Friday, March 4, 2016

Ulama Kharismatik Aceh: Biografi Syeikh Nuruddin Ar-Raniry

Nuruddin Ar-Raniri adalah negarawan, ahli fikih, teolog, sufi, sejarawan dan sastrawan penting dalam sejarah Melayu pada abad ke-17. Nama aslinya adalah Nuruddin bin Ali bin Hasanji bin Muhammad Hamid Ar-Raniri. Ia lahir di Ranir (Rander), Gujarat, India, dan mengaku memiliki darah suku Quraisy, suku yang juga menurunkan Nabi Muhammad SAW. 


Ayahnya adalah seorang pedagang Arab yang bergiat dalam pendidikan agama (Piah dkk., 2002: 59-60). Nuruddin adalah seorang yang berilmu tinggi, yaitu orang yang pengetahuannya tak terbatas dalam satu cabangpengetahuan saja.
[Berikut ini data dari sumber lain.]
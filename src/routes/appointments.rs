use axum::extract::rejection::JsonRejection;
use axum::extract::{Query, State};
use axum::http::StatusCode;
use axum::Json;
use serde::Deserialize;

use crate::db;
use crate::error::AppError;
use crate::models::Appointment;
use crate::scheduling::NewAppointment;
use crate::state::SharedState;

#[derive(Deserialize)]
pub struct UserAppointmentsParams {
    pub user_id: Option<String>,
}

pub async fn add_appointment(
    State(state): State<SharedState>,
    payload: Result<Json<NewAppointment>, JsonRejection>,
) -> Result<(StatusCode, Json<Appointment>), AppError> {
    tracing::info!("Processing request to add an appointment");

    let Json(req) = payload.map_err(|e| {
        AppError::BadRequest(format!("Request body must be a JSON object: {}", e.body_text()))
    })?;

    let appointment = req.into_record(&state.config.tenant_id)?;

    db::appointments::create(
        state.store.as_ref(),
        &state.config.appointments_container,
        &appointment,
    )
    .await
    .map_err(AppError::WriteFailure)?;

    tracing::info!(
        appointment_id = %appointment.id,
        user_id = %appointment.user_id,
        "Appointment created"
    );
    Ok((StatusCode::CREATED, Json(appointment)))
}

pub async fn get_user_appointments(
    State(state): State<SharedState>,
    Query(params): Query<UserAppointmentsParams>,
) -> Result<Json<Vec<serde_json::Value>>, AppError> {
    let user_id = params
        .user_id
        .filter(|id| !id.is_empty())
        .ok_or_else(|| AppError::BadRequest("Missing query parameter 'user_id'".to_string()))?;

    tracing::info!(user_id = %user_id, "Processing request to list appointments");

    let appointments = db::appointments::list_by_user(
        state.store.as_ref(),
        &state.config.appointments_container,
        &user_id,
    )
    .await
    .map_err(AppError::QueryFailure)?;

    Ok(Json(appointments))
}
//! FASTA sequence source and alignment sink
//!
//! Reading goes through needletail (FASTA or FASTQ, plain or gzipped). Alignments are
//! written as two FASTA records under fixed labels.

use crate::types::Alignment;
use needletail::parse_fastx_file;
use std::fs::File;
use std::io::{BufWriter, Write};
use std::path::Path;
use thiserror::Error;

/// Header of the first alignment row in written FASTA output
pub const TOP_LABEL: &str = "string_1";
/// Header of the second alignment row in written FASTA output
pub const BOTTOM_LABEL: &str = "string_2";

#[derive(Debug, Error)]
pub enum FastaError {
    #[error("IO error: {0}")]
    Io(#[from] std::io::Error),
    #[error("Parse error: {0}")]
    Parse(String),
    #[error("Empty file or no sequences found")]
    EmptyFile,
}

pub type FastaResult<T> = Result<T, FastaError>;

/// A single parsed record
#[derive(Debug, Clone, PartialEq, Eq)]
pub struct FastaRecord {
    pub id: String,
    pub seq: Vec<u8>,
}

/// Parse every record of a FASTA/FASTQ file
pub fn read_records<P: AsRef<Path>>(path: P) -> FastaResult<Vec<FastaRecord>> {
    let mut reader = parse_fastx_file(&path).map_err(|e| FastaError::Parse(e.to_string()))?;

    let mut records = Vec::new();
    while let Some(record) = reader.next() {
        let record = record.map_err(|e| FastaError::Parse(e.to_string()))?;
        records.push(FastaRecord {
            id: String::from_utf8_lossy(record.id()).to_string(),
            seq: record.seq().to_vec(),
        });
    }

    if records.is_empty() {
        return Err(FastaError::EmptyFile);
    }

    log::debug!(
        "Read {} records from {}",
        records.len(),
        path.as_ref().display()
    );
    Ok(records)
}

/// All sequence data of a file joined into one sequence, headers dropped
pub fn read_sequence<P: AsRef<Path>>(path: P) -> FastaResult<Vec<u8>> {
    let records = read_records(path)?;
    Ok(records.into_iter().flat_map(|record| record.seq).collect())
}

/// Write both alignment rows as FASTA records labelled [`TOP_LABEL`] and [`BOTTOM_LABEL`]
pub fn write_alignment<W: Write>(alignment: &Alignment, mut writer: W) -> FastaResult<()> {
    writeln!(writer, ">{}", TOP_LABEL)?;
    writer.write_all(&alignment.top)?;
    writeln!(writer)?;
    writeln!(writer, ">{}", BOTTOM_LABEL)?;
    writer.write_all(&alignment.bottom)?;
    writeln!(writer)?;
    writer.flush()?;
    Ok(())
}

pub fn write_alignment_file<P: AsRef<Path>>(alignment: &Alignment, path: P) -> FastaResult<()> {
    let file = File::create(&path)?;
    write_alignment(alignment, BufWriter::new(file))?;
    log::debug!("Wrote alignment to {}", path.as_ref().display());
    Ok(())
}

#[cfg(test)]
mod tests {
    use super::*;
    use tempfile::NamedTempFile;

    #[test]
    fn test_read_multiline_record() {
        let mut file = NamedTempFile::new().unwrap();
        writeln!(file, ">seq1 description").unwrap();
        writeln!(file, "ACGT").unwrap();
        writeln!(file, "TTGA").unwrap();
        file.as_file().sync_all().unwrap();

        let records = read_records(file.path()).unwrap();
        assert_eq!(records.len(), 1);
        assert_eq!(records[0].seq, b"ACGTTTGA");
        assert!(records[0].id.starts_with("seq1"));
    }

    #[test]
    fn test_read_sequence_joins_records() {
        let mut file = NamedTempFile::new().unwrap();
        writeln!(file, ">a").unwrap();
        writeln!(file, "AC").unwrap();
        writeln!(file, ">b").unwrap();
        writeln!(file, "GT").unwrap();
        file.as_file().sync_all().unwrap();

        assert_eq!(read_sequence(file.path()).unwrap(), b"ACGT");
    }

    #[test]
    fn test_write_alignment() {
        let alignment = Alignment::new(b"AC-T".to_vec(), b"ACGT".to_vec());
        let mut out = Vec::new();
        write_alignment(&alignment, &mut out).unwrap();
        assert_eq!(
            String::from_utf8(out).unwrap(),
            ">string_1\nAC-T\n>string_2\nACGT\n"
        );
    }

    #[test]
    fn test_write_then_read() {
        let alignment = Alignment::new(b"GAAC".to_vec(), b"CAAG".to_vec());
        let file = NamedTempFile::new().unwrap();
        write_alignment_file(&alignment, file.path()).unwrap();

        let records = read_records(file.path()).unwrap();
        assert_eq!(records[0].id, TOP_LABEL);
        assert_eq!(records[0].seq, b"GAAC");
        assert_eq!(records[1].id, BOTTOM_LABEL);
        assert_eq!(records[1].seq, b"CAAG");
    }
}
Pengetahuannya sangat luas, meliputi bidang sejarah, politik, sastra, filsafat, fikih, tasawwuf, perbedaan agama, dan sufism. ia menulis kurang-lebih 29 kitab, yang paling terkenal adalah "Bustanul Salatin". Namanya kini diabadikan sebagai nama perguruan tinggi agama (IAIN) di Banda Aceh.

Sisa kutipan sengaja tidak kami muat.